There are many Madame Bovary’s (both intra- and extra-textually, something Flaubert himself realized when he said “c’est moi”). In fact, there are three women who would, at one time or another, be referred to as Madame Bovary in the novel itself: Charles’s first wife, Heloise; his second wife, Emma; and his mother, the elder Madame Bovary. But before musing on the relation between these three characters, a little segue on a theme.

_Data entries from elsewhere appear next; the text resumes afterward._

//! Error types for the sync engine.

use tabula_meta::OperationStatus;
use thiserror::Error;
use uuid::Uuid;

/// Result type for sync operations.
pub type SyncResult<T> = Result<T, SyncError>;

/// Errors that can occur during sync operations.
#[derive(Debug, Error)]
pub enum SyncError {
    /// The device's schema hash does not match the expected revision.
    ///
    /// Fatal for the cycle; checked before any row is touched.
    #[error("schema drift: device hash `{actual}` does not match expected `{expected}`")]
    SchemaDrift {
        /// Hash the coordinator expects.
        expected: String,
        /// Hash the device reports.
        actual: String,
    },

    /// The device has no schema version row at all.
    #[error("device is not provisioned with a schema version")]
    Unprovisioned,

    /// Network or storage hiccup; retried with backoff.
    #[error("transient I/O failure: {message}")]
    Transient {
        /// Description of the failure.
        message: String,
    },

    /// The operation exceeded its wall-clock budget.
    #[error("sync operation exceeded its {budget_ms} ms budget")]
    Timeout {
        /// Configured budget in milliseconds.
        budget_ms: u64,
    },

    /// Another sync operation is already RUNNING for this tenant.
    #[error("a sync operation is already running for tenant `{tenant}`")]
    OperationInProgress {
        /// The tenant with a running operation.
        tenant: String,
    },

    /// Attempted an illegal operation status transition.
    #[error("invalid operation transition from {from:?} to {to:?}")]
    InvalidTransition {
        /// Current status.
        from: OperationStatus,
        /// Attempted status.
        to: OperationStatus,
    },

    /// Unknown operation id.
    #[error("sync operation {0} not found")]
    OperationNotFound(Uuid),

    /// Unknown conflict id.
    #[error("conflict {0} not found")]
    ConflictNotFound(Uuid),

    /// The conflict already has a recorded resolution.
    #[error("conflict {0} is already resolved")]
    ConflictAlreadyResolved(Uuid),

    /// An optimistic canonical write lost the race.
    ///
    /// Not an error for callers: the coordinator funnels it through
    /// conflict detection.
    #[error("version mismatch on {table}.{record_id}: based on {base:?}, current is {current}")]
    VersionMismatch {
        /// Business table.
        table: String,
        /// Record primary key.
        record_id: String,
        /// Version the write was based on.
        base: Option<u64>,
        /// Version the canonical store currently holds.
        current: u64,
    },

    /// The local replica holds data the engine cannot interpret.
    #[error("corrupt replica state: {message}")]
    Corrupt {
        /// What could not be interpreted.
        message: String,
    },

    /// Local SQLite storage error.
    #[error("local storage error: {0}")]
    Storage(#[from] rusqlite::Error),

    /// Schema loading or generation error.
    #[error("schema error: {0}")]
    Schema(#[from] tabula_schema::SchemaError),

    /// Row snapshot (de)serialization error.
    #[error("serialization error: {0}")]
    Serialization(#[from] serde_json::Error),
}

impl SyncError {
    /// Creates a transient error.
    pub fn transient(message: impl Into<String>) -> Self {
        Self::Transient {
            message: message.into(),
        }
    }

    /// Creates a corrupt-state error.
    pub fn corrupt(message: impl Into<String>) -> Self {
        Self::Corrupt {
            message: message.into(),
        }
    }

    /// Returns true if this error can be retried within the same cycle.
    pub fn is_retryable(&self) -> bool {
        matches!(self, SyncError::Transient { .. })
    }
}

#[cfg(test)]
mod tests {
    use super::*;

    #[test]
    fn retryable_errors() {
        assert!(SyncError::transient("connection reset").is_retryable());
        assert!(!SyncError::Timeout { budget_ms: 100 }.is_retryable());
        assert!(!SyncError::Unprovisioned.is_retryable());
        assert!(!SyncError::VersionMismatch {
            table: "students".into(),
            record_id: "s-1".into(),
            base: Some(1),
            current: 2,
        }
        .is_retryable());
    }

    #[test]
    fn error_display() {
        let err = SyncError::SchemaDrift {
            expected: "aa".into(),
            actual: "bb".into(),
        };
        assert!(err.to_string().contains("aa"));
        assert!(err.to_string().contains("bb"));

        let err = SyncError::OperationInProgress {
            tenant: "tenant-1".into(),
        };
        assert!(err.to_string().contains("tenant-1"));
    }
}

Throughout Madame Bovary, the theme of hope is continually under discussion; whether consciously or not. Emma’s continual boredom (the ennui) is repeatedly juxtaposed with the stagnant lifestyle of Charles. Even the prose, which follows Emma’s life with a very malleable mood, seems to become lively when she is excited and drawn out when she is bored. While Charles seems to be perfectly content with his easy, bourgeois existence, Emma finds the same daily routine to be a sort of eternal recurrence; the ultimate Nietzschean nightmare. And I agree with her. Throughout the time spent reading this book, everyone I have spoken with has recoiled in horror at the despicable individual of Emma Bovary. But this is a very typical, and I think somewhat naïve, reaction. Those who question the status quo, especially in a Kierkegaardian “the crowd stifles the individual” type of approach, are always labeled as sinners and traitors (similar to the way Flaubert was treated by the French government after having the novel published). Emma Bovary’s questioning of the bourgeoisie is not the problem in Madame Bovary; it is the way in which she reacts to this most harmful of problems that should be under criticism. And this leads us to the question of hope.

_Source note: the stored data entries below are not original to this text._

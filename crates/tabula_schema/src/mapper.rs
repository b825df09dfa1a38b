//! Canonical-to-local type mapping.
//!
//! Pure functions only; the mapper never sees raw schema text and never
//! touches I/O. Decimal precision is deliberately not preserved locally;
//! exact decimal semantics belong to the canonical store.

use crate::error::{SchemaError, SchemaResult};
use crate::model::{CanonicalColumn, ColumnRef, DefaultValue, LogicalType};

/// SQLite current-timestamp expression in the engine's ISO-8601 profile.
const NOW_EXPR: &str = "strftime('%Y-%m-%dT%H:%M:%fZ','now')";

/// Physical SQLite column type.
#[derive(Debug, Clone, Copy, PartialEq, Eq)]
pub enum PhysicalType {
    /// TEXT affinity.
    Text,
    /// INTEGER affinity.
    Integer,
    /// REAL affinity.
    Real,
    /// BLOB affinity.
    Blob,
}

impl PhysicalType {
    /// Returns the SQL keyword.
    pub fn as_sql(&self) -> &'static str {
        match self {
            PhysicalType::Text => "TEXT",
            PhysicalType::Integer => "INTEGER",
            PhysicalType::Real => "REAL",
            PhysicalType::Blob => "BLOB",
        }
    }
}

/// A local column derived from a canonical one.
#[derive(Debug, Clone, PartialEq, Eq)]
pub struct MirrorColumn {
    /// Column name, unchanged from the canonical schema.
    pub name: String,
    /// Physical SQLite type.
    pub physical: PhysicalType,
    /// NOT NULL flag.
    pub not_null: bool,
    /// Translated DEFAULT expression.
    ///
    /// `None` covers both "no default declared" and "default dropped"
    /// (e.g. `uuid()`); either way no DEFAULT clause is emitted locally.
    pub default_sql: Option<String>,
    /// True if the column is part of the primary key.
    pub primary_key: bool,
    /// True if the key maps to INTEGER PRIMARY KEY AUTOINCREMENT.
    pub auto_increment: bool,
    /// True if the column carries a UNIQUE constraint.
    pub unique: bool,
    /// Foreign-key target.
    pub references: Option<ColumnRef>,
}

/// Maps one canonical column to its mirror column.
///
/// Fails with [`SchemaError::UnmappedType`] for any type without a rule;
/// unmapped types are a schema-authoring bug, never papered over.
pub fn map_column(table: &str, column: &CanonicalColumn) -> SchemaResult<MirrorColumn> {
    let physical = match &column.logical_type {
        LogicalType::Text | LogicalType::Uuid => PhysicalType::Text,
        LogicalType::Integer | LogicalType::BigInt => PhysicalType::Integer,
        LogicalType::Float | LogicalType::Decimal => PhysicalType::Real,
        LogicalType::Boolean => PhysicalType::Integer,
        LogicalType::Timestamp | LogicalType::Date => PhysicalType::Text,
        LogicalType::Json | LogicalType::Array => PhysicalType::Text,
        LogicalType::Binary => PhysicalType::Blob,
        LogicalType::Other(name) => {
            return Err(SchemaError::UnmappedType {
                table: table.to_string(),
                column: column.name.clone(),
                type_name: name.clone(),
            });
        }
    };

    // Auto-increment only carries over for integer keys; any other key
    // stays PRIMARY KEY without it.
    let auto_increment = column.auto_increment && physical == PhysicalType::Integer;

    Ok(MirrorColumn {
        name: column.name.clone(),
        physical,
        not_null: !column.nullable,
        default_sql: column.default.as_ref().and_then(translate_default),
        primary_key: column.primary_key,
        auto_increment,
        unique: column.unique,
        references: column.references.clone(),
    })
}

/// Translates a canonical default into a local DEFAULT expression.
///
/// Returns `None` for defaults the local engine cannot provide:
/// `uuid()` identifiers must be generated by the application before
/// local insert.
fn translate_default(default: &DefaultValue) -> Option<String> {
    match default {
        DefaultValue::GeneratedUuid => None,
        DefaultValue::CurrentTimestamp => Some(format!("({NOW_EXPR})")),
        DefaultValue::Bool(true) => Some("1".to_string()),
        DefaultValue::Bool(false) => Some("0".to_string()),
        DefaultValue::Number(n) => Some(n.clone()),
        DefaultValue::Text(s) => Some(format!("'{}'", s.replace('\'', "''"))),
        DefaultValue::EmptyArray => Some("'[]'".to_string()),
        DefaultValue::EmptyObject => Some("'{}'".to_string()),
    }
}

#[cfg(test)]
mod tests {
    use super::*;

    fn column(name: &str, logical_type: LogicalType) -> CanonicalColumn {
        CanonicalColumn {
            name: name.into(),
            logical_type,
            nullable: false,
            default: None,
            unique: false,
            primary_key: false,
            auto_increment: false,
            references: None,
        }
    }

    #[test]
    fn every_logical_type_maps() {
        let cases = [
            (LogicalType::Text, PhysicalType::Text),
            (LogicalType::Uuid, PhysicalType::Text),
            (LogicalType::Integer, PhysicalType::Integer),
            (LogicalType::BigInt, PhysicalType::Integer),
            (LogicalType::Float, PhysicalType::Real),
            (LogicalType::Decimal, PhysicalType::Real),
            (LogicalType::Boolean, PhysicalType::Integer),
            (LogicalType::Timestamp, PhysicalType::Text),
            (LogicalType::Date, PhysicalType::Text),
            (LogicalType::Json, PhysicalType::Text),
            (LogicalType::Array, PhysicalType::Text),
            (LogicalType::Binary, PhysicalType::Blob),
        ];

        for (logical, physical) in cases {
            let mapped = map_column("t", &column("c", logical)).unwrap();
            assert_eq!(mapped.physical, physical);
            assert!(!mapped.physical.as_sql().is_empty());
        }
    }

    #[test]
    fn unknown_type_fails_loudly() {
        let err = map_column("students", &column("geo", LogicalType::Other("geometry".into())))
            .unwrap_err();
        assert_eq!(
            err,
            SchemaError::UnmappedType {
                table: "students".into(),
                column: "geo".into(),
                type_name: "geometry".into(),
            }
        );
    }

    #[test]
    fn boolean_defaults_become_numeric() {
        let mut col = column("active", LogicalType::Boolean);
        col.default = Some(DefaultValue::Bool(true));
        assert_eq!(map_column("t", &col).unwrap().default_sql.unwrap(), "1");

        col.default = Some(DefaultValue::Bool(false));
        assert_eq!(map_column("t", &col).unwrap().default_sql.unwrap(), "0");
    }

    #[test]
    fn uuid_default_is_dropped() {
        let mut col = column("id", LogicalType::Uuid);
        col.default = Some(DefaultValue::GeneratedUuid);
        assert_eq!(map_column("t", &col).unwrap().default_sql, None);
    }

    #[test]
    fn now_default_becomes_strftime() {
        let mut col = column("created_at", LogicalType::Timestamp);
        col.default = Some(DefaultValue::CurrentTimestamp);
        assert_eq!(
            map_column("t", &col).unwrap().default_sql.unwrap(),
            "(strftime('%Y-%m-%dT%H:%M:%fZ','now'))"
        );
    }

    #[test]
    fn empty_collections_become_json_literals() {
        let mut col = column("tags", LogicalType::Array);
        col.default = Some(DefaultValue::EmptyArray);
        assert_eq!(map_column("t", &col).unwrap().default_sql.unwrap(), "'[]'");

        let mut col = column("extra", LogicalType::Json);
        col.default = Some(DefaultValue::EmptyObject);
        assert_eq!(map_column("t", &col).unwrap().default_sql.unwrap(), "'{}'");
    }

    #[test]
    fn text_default_is_escaped() {
        let mut col = column("note", LogicalType::Text);
        col.default = Some(DefaultValue::Text("it's fine".into()));
        assert_eq!(
            map_column("t", &col).unwrap().default_sql.unwrap(),
            "'it''s fine'"
        );
    }

    #[test]
    fn auto_increment_only_for_integers() {
        let mut col = column("seq", LogicalType::Integer);
        col.primary_key = true;
        col.auto_increment = true;
        assert!(map_column("t", &col).unwrap().auto_increment);

        let mut col = column("id", LogicalType::Uuid);
        col.primary_key = true;
        col.auto_increment = true;
        let mapped = map_column("t", &col).unwrap();
        assert!(mapped.primary_key);
        assert!(!mapped.auto_increment);
    }
}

Emma’s boredom springs from an innate, and very Christian, desire to be released from the grips of an evil world’s system of conformity. She finds the class system boring and unsatisfying. The endless flow of capital and the rise of social status is a hellish and never-ending ladder to climb, and inevitably it leads to nowhere. The problem is inherently eschatological. Her plea is similar to that of the writer of Ecclesiastes: “All is vanity and grasping for the wind”. Life as currently constituted by the powers-that-be is not worth living. This is the prophet’s cry. It is only a prophetic imagination that can understand that the powers of this world hold people in subjugation through mindless repetition, a sort of devil’s liturgy. Only this prophet can agree with Chesterton that boredom is the prolegomena to the answer from God; that “a yawn is a silent shout”.

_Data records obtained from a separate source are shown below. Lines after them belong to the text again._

//! In-memory store implementations.
//!
//! [`MemoryLocalStore`] and [`MemoryMetadataStore`] back tests and
//! prototyping; [`MemoryCanonicalStore`] additionally stands in for the
//! remote side and supports transient-failure injection so retry paths
//! can be exercised deterministically.

use crate::error::{SyncError, SyncResult};
use crate::store::{check_transition, CanonicalStore, LocalStore, MetadataStore};
use parking_lot::RwLock;
use std::collections::BTreeMap;
use tabula_meta::{
    CanonicalRecord, LocalRow, OperationStatus, SchemaVersion, SyncConflict, SyncLogEntry,
    SyncOperationRecord,
};
use uuid::Uuid;

#[derive(Default)]
struct LocalState {
    schema_version: Option<SchemaVersion>,
    tables: Vec<String>,
    rows: BTreeMap<(String, String), LocalRow>,
    cursor: u64,
}

/// An in-memory local replica.
#[derive(Default)]
pub struct MemoryLocalStore {
    state: RwLock<LocalState>,
}

impl MemoryLocalStore {
    /// Creates a replica mirroring the given tables.
    pub fn new(tables: &[&str]) -> Self {
        let store = Self::default();
        store.state.write().tables = tables.iter().map(|t| t.to_string()).collect();
        store
    }

    /// Returns the number of rows across all tables.
    pub fn row_count(&self) -> usize {
        self.state.read().rows.len()
    }
}

impl LocalStore for MemoryLocalStore {
    fn schema_version(&self) -> SyncResult<Option<SchemaVersion>> {
        Ok(self.state.read().schema_version.clone())
    }

    fn set_schema_version(&self, version: &SchemaVersion) -> SyncResult<()> {
        self.state.write().schema_version = Some(version.clone());
        Ok(())
    }

    fn tables(&self) -> SyncResult<Vec<String>> {
        Ok(self.state.read().tables.clone())
    }

    fn get_row(&self, table: &str, record_id: &str) -> SyncResult<Option<LocalRow>> {
        Ok(self
            .state
            .read()
            .rows
            .get(&(table.to_string(), record_id.to_string()))
            .cloned())
    }

    fn pending_rows(&self, table: &str, limit: usize) -> SyncResult<Vec<LocalRow>> {
        let state = self.state.read();
        let mut rows: Vec<LocalRow> = state
            .rows
            .iter()
            .filter(|((t, _), row)| t == table && row.is_pending())
            .map(|(_, row)| row.clone())
            .collect();
        rows.sort_by(|a, b| {
            a.local_updated_at
                .cmp(&b.local_updated_at)
                .then_with(|| a.record_id.cmp(&b.record_id))
        });
        rows.truncate(limit);
        Ok(rows)
    }

    fn put_local(&self, table: &str, row: &LocalRow) -> SyncResult<()> {
        self.state
            .write()
            .rows
            .insert((table.to_string(), row.record_id.clone()), row.clone());
        Ok(())
    }

    fn overwrite_from_remote(&self, record: &CanonicalRecord, device_id: &str) -> SyncResult<()> {
        let row = LocalRow::synced(
            record.record_id.clone(),
            record.data.clone(),
            device_id,
            record.version,
        );
        self.state
            .write()
            .rows
            .insert((record.table.clone(), record.record_id.clone()), row);
        Ok(())
    }

    fn mark_synced(&self, table: &str, record_id: &str, version: u64) -> SyncResult<()> {
        let mut state = self.state.write();
        if let Some(row) = state
            .rows
            .get_mut(&(table.to_string(), record_id.to_string()))
        {
            row.sync_status = tabula_meta::SyncStatus::Synced;
            row.last_synced_version = Some(version);
        }
        Ok(())
    }

    fn mark_conflict(&self, table: &str, record_id: &str) -> SyncResult<()> {
        let mut state = self.state.write();
        if let Some(row) = state
            .rows
            .get_mut(&(table.to_string(), record_id.to_string()))
        {
            row.sync_status = tabula_meta::SyncStatus::Conflict;
        }
        Ok(())
    }

    fn download_cursor(&self) -> SyncResult<u64> {
        Ok(self.state.read().cursor)
    }

    fn set_download_cursor(&self, sequence: u64) -> SyncResult<()> {
        self.state.write().cursor = sequence;
        Ok(())
    }
}

#[derive(Default)]
struct CanonicalState {
    records: BTreeMap<(String, String), CanonicalRecord>,
    next_sequence: u64,
    fail_applies: u32,
}

/// An in-memory stand-in for the canonical store.
#[derive(Default)]
pub struct MemoryCanonicalStore {
    state: RwLock<CanonicalState>,
}

impl MemoryCanonicalStore {
    /// Creates an empty canonical store.
    pub fn new() -> Self {
        Self::default()
    }

    /// Seeds a record directly, bypassing the optimistic check.
    ///
    /// Returns the version assigned to the seeded write.
    pub fn seed(&self, table: &str, record_id: &str, data: serde_json::Value) -> u64 {
        let mut state = self.state.write();
        state.next_sequence += 1;
        let sequence = state.next_sequence;
        let key = (table.to_string(), record_id.to_string());
        let version = state.records.get(&key).map_or(1, |r| r.version + 1);
        state.records.insert(
            key,
            CanonicalRecord::new(table, record_id, data, version, "seed", sequence),
        );
        version
    }

    /// Makes the next `n` `apply` calls fail with a transient error.
    pub fn fail_next_applies(&self, n: u32) {
        self.state.write().fail_applies = n;
    }
}

impl CanonicalStore for MemoryCanonicalStore {
    fn fetch(&self, table: &str, record_id: &str) -> SyncResult<Option<CanonicalRecord>> {
        Ok(self
            .state
            .read()
            .records
            .get(&(table.to_string(), record_id.to_string()))
            .cloned())
    }

    fn apply(
        &self,
        table: &str,
        record_id: &str,
        data: &serde_json::Value,
        base_version: Option<u64>,
        device_id: &str,
    ) -> SyncResult<u64> {
        let mut state = self.state.write();
        if state.fail_applies > 0 {
            state.fail_applies -= 1;
            return Err(SyncError::transient("injected canonical store failure"));
        }

        let key = (table.to_string(), record_id.to_string());
        let current = state.records.get(&key).map(|r| r.version);
        match (base_version, current) {
            // New record, nothing on the other side: accept at version 1.
            (None, None) => {}
            (Some(base), Some(current)) if base == current => {}
            (_, Some(current)) => {
                return Err(SyncError::VersionMismatch {
                    table: table.to_string(),
                    record_id: record_id.to_string(),
                    base: base_version,
                    current,
                });
            }
            (Some(base), None) => {
                return Err(SyncError::VersionMismatch {
                    table: table.to_string(),
                    record_id: record_id.to_string(),
                    base: Some(base),
                    current: 0,
                });
            }
        }

        state.next_sequence += 1;
        let sequence = state.next_sequence;
        let version = current.map_or(1, |v| v + 1);
        state.records.insert(
            key,
            CanonicalRecord::new(table, record_id, data.clone(), version, device_id, sequence),
        );
        Ok(version)
    }

    fn changes_since(&self, cursor: u64, limit: usize) -> SyncResult<Vec<CanonicalRecord>> {
        let state = self.state.read();
        let mut changes: Vec<CanonicalRecord> = state
            .records
            .values()
            .filter(|r| r.sequence > cursor)
            .cloned()
            .collect();
        changes.sort_by_key(|r| r.sequence);
        changes.truncate(limit);
        Ok(changes)
    }
}

#[derive(Default)]
struct MetadataState {
    operations: BTreeMap<Uuid, SyncOperationRecord>,
    conflicts: BTreeMap<Uuid, SyncConflict>,
    logs: Vec<SyncLogEntry>,
    fail_logs: bool,
}

/// In-memory bookkeeping tables.
#[derive(Default)]
pub struct MemoryMetadataStore {
    state: RwLock<MetadataState>,
}

impl MemoryMetadataStore {
    /// Creates empty bookkeeping storage.
    pub fn new() -> Self {
        Self::default()
    }

    /// Makes every subsequent `append_log` call fail.
    pub fn fail_logging(&self) {
        self.state.write().fail_logs = true;
    }

    /// Returns a snapshot of the audit log, oldest first.
    pub fn log_entries(&self) -> Vec<SyncLogEntry> {
        self.state.read().logs.clone()
    }
}

impl MetadataStore for MemoryMetadataStore {
    fn create_operation(&self, operation: &SyncOperationRecord) -> SyncResult<()> {
        self.state
            .write()
            .operations
            .insert(operation.id, operation.clone());
        Ok(())
    }

    fn update_operation(&self, operation: &SyncOperationRecord) -> SyncResult<()> {
        let mut state = self.state.write();
        let existing = state
            .operations
            .get(&operation.id)
            .ok_or(SyncError::OperationNotFound(operation.id))?;
        check_transition(existing.status, operation.status)?;
        state.operations.insert(operation.id, operation.clone());
        Ok(())
    }

    fn get_operation(&self, id: Uuid) -> SyncResult<Option<SyncOperationRecord>> {
        Ok(self.state.read().operations.get(&id).cloned())
    }

    fn running_operation(&self, tenant_id: &str) -> SyncResult<Option<SyncOperationRecord>> {
        Ok(self
            .state
            .read()
            .operations
            .values()
            .find(|op| op.tenant_id == tenant_id && op.status == OperationStatus::Running)
            .cloned())
    }

    fn insert_conflict(&self, conflict: &SyncConflict) -> SyncResult<()> {
        self.state
            .write()
            .conflicts
            .insert(conflict.id, conflict.clone());
        Ok(())
    }

    fn get_conflict(&self, id: Uuid) -> SyncResult<Option<SyncConflict>> {
        Ok(self.state.read().conflicts.get(&id).cloned())
    }

    fn unresolved_conflict(
        &self,
        table: &str,
        record_id: &str,
    ) -> SyncResult<Option<SyncConflict>> {
        Ok(self
            .state
            .read()
            .conflicts
            .values()
            .find(|c| c.table_name == table && c.record_id == record_id && !c.is_resolved())
            .cloned())
    }

    fn pending_conflicts(&self, tenant_id: &str) -> SyncResult<Vec<SyncConflict>> {
        let state = self.state.read();
        let mut conflicts: Vec<SyncConflict> = state
            .conflicts
            .values()
            .filter(|c| c.tenant_id == tenant_id && !c.is_resolved())
            .cloned()
            .collect();
        conflicts.sort_by_key(|c| c.created_at);
        Ok(conflicts)
    }

    fn record_resolution(&self, conflict: &SyncConflict) -> SyncResult<()> {
        let mut state = self.state.write();
        let existing = state
            .conflicts
            .get(&conflict.id)
            .ok_or(SyncError::ConflictNotFound(conflict.id))?;
        if existing.is_resolved() {
            return Err(SyncError::ConflictAlreadyResolved(conflict.id));
        }
        state.conflicts.insert(conflict.id, conflict.clone());
        Ok(())
    }

    fn append_log(&self, entry: &SyncLogEntry) -> SyncResult<()> {
        let mut state = self.state.write();
        if state.fail_logs {
            return Err(SyncError::transient("log sink unavailable"));
        }
        state.logs.push(entry.clone());
        Ok(())
    }
}

#[cfg(test)]
mod tests {
    use super::*;
    use serde_json::json;
    use tabula_meta::OperationType;

    #[test]
    fn pending_rows_come_back_oldest_first() {
        let store = MemoryLocalStore::new(&["students"]);
        let mut newer = LocalRow::pending("s-2", json!({}), "device-a");
        let mut older = LocalRow::pending("s-1", json!({}), "device-a");
        older.local_updated_at = newer.local_updated_at - chrono::Duration::seconds(10);
        newer.local_updated_at += chrono::Duration::seconds(10);
        store.put_local("students", &newer).unwrap();
        store.put_local("students", &older).unwrap();

        let rows = store.pending_rows("students", 10).unwrap();
        assert_eq!(rows[0].record_id, "s-1");
        assert_eq!(rows[1].record_id, "s-2");
    }

    #[test]
    fn optimistic_apply_detects_stale_base() {
        let canonical = MemoryCanonicalStore::new();
        let v1 = canonical.seed("students", "s-1", json!({"gpa": 3.0}));
        assert_eq!(v1, 1);
        let v2 = canonical.seed("students", "s-1", json!({"gpa": 3.5}));
        assert_eq!(v2, 2);

        let err = canonical
            .apply("students", "s-1", &json!({"gpa": 4.0}), Some(1), "device-a")
            .unwrap_err();
        assert!(matches!(err, SyncError::VersionMismatch { current: 2, .. }));

        let v3 = canonical
            .apply("students", "s-1", &json!({"gpa": 4.0}), Some(2), "device-a")
            .unwrap();
        assert_eq!(v3, 3);
    }

    #[test]
    fn change_feed_is_ordered_and_bounded() {
        let canonical = MemoryCanonicalStore::new();
        canonical.seed("a", "1", json!({}));
        canonical.seed("a", "2", json!({}));
        canonical.seed("a", "3", json!({}));

        let page = canonical.changes_since(0, 2).unwrap();
        assert_eq!(page.len(), 2);
        assert!(page[0].sequence < page[1].sequence);

        let rest = canonical.changes_since(page[1].sequence, 10).unwrap();
        assert_eq!(rest.len(), 1);
    }

    #[test]
    fn operation_updates_respect_the_state_machine() {
        let meta = MemoryMetadataStore::new();
        let mut op = SyncOperationRecord::begin("tenant-1", OperationType::Upload);
        meta.create_operation(&op).unwrap();

        op.status = OperationStatus::Succeeded;
        assert!(matches!(
            meta.update_operation(&op),
            Err(SyncError::InvalidTransition { .. })
        ));

        op.status = OperationStatus::Running;
        meta.update_operation(&op).unwrap();
        op.status = OperationStatus::Succeeded;
        meta.update_operation(&op).unwrap();
    }

    #[test]
    fn resolving_twice_is_rejected() {
        let meta = MemoryMetadataStore::new();
        let mut conflict = SyncConflict::detected(
            "tenant-1",
            Uuid::new_v4(),
            "students",
            "s-1",
            json!({}),
            json!({}),
        );
        meta.insert_conflict(&conflict).unwrap();

        conflict.resolution = Some(tabula_meta::Resolution::Local);
        meta.record_resolution(&conflict).unwrap();
        assert!(matches!(
            meta.record_resolution(&conflict),
            Err(SyncError::ConflictAlreadyResolved(_))
        ));
    }
}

And here we see that the three Madame Bovary’s are all hoping for something. They understand that something from outside themselves must enrapture them and bring them harmony (the one thing that Romanticism understood correctly). Only the Wholly Other can deliver us. Unfortunately, the elder Madame Bovary saw this Other in living vicariously through her son; but that ended in constant failure on his part and endless frustration on hers. Ironically, Heloise finds this other in a sublimated version of herself. She constantly frets about her money, her social status, her husband’s activities, and especially her house, to the point that it kills her. And finally Emma. Her hope is the most grandiose of all – pure experience, unabashed sensuousness. She is every one of us who finds it so natural to fulfill our own pleasures, and to find this fulfillment as our telos. But her hope is shamefully immanent. Unlike the God of freedom we find in the Christian faith, He who leaves transcendence and becomes immanent for our salvation, Emma’s hope is in immanence itself; and ends in a most disparaging fashion for her: “For the living know that they will die, but the dead know nothing, and they have no more reward” (Ecclesiastes 9:5).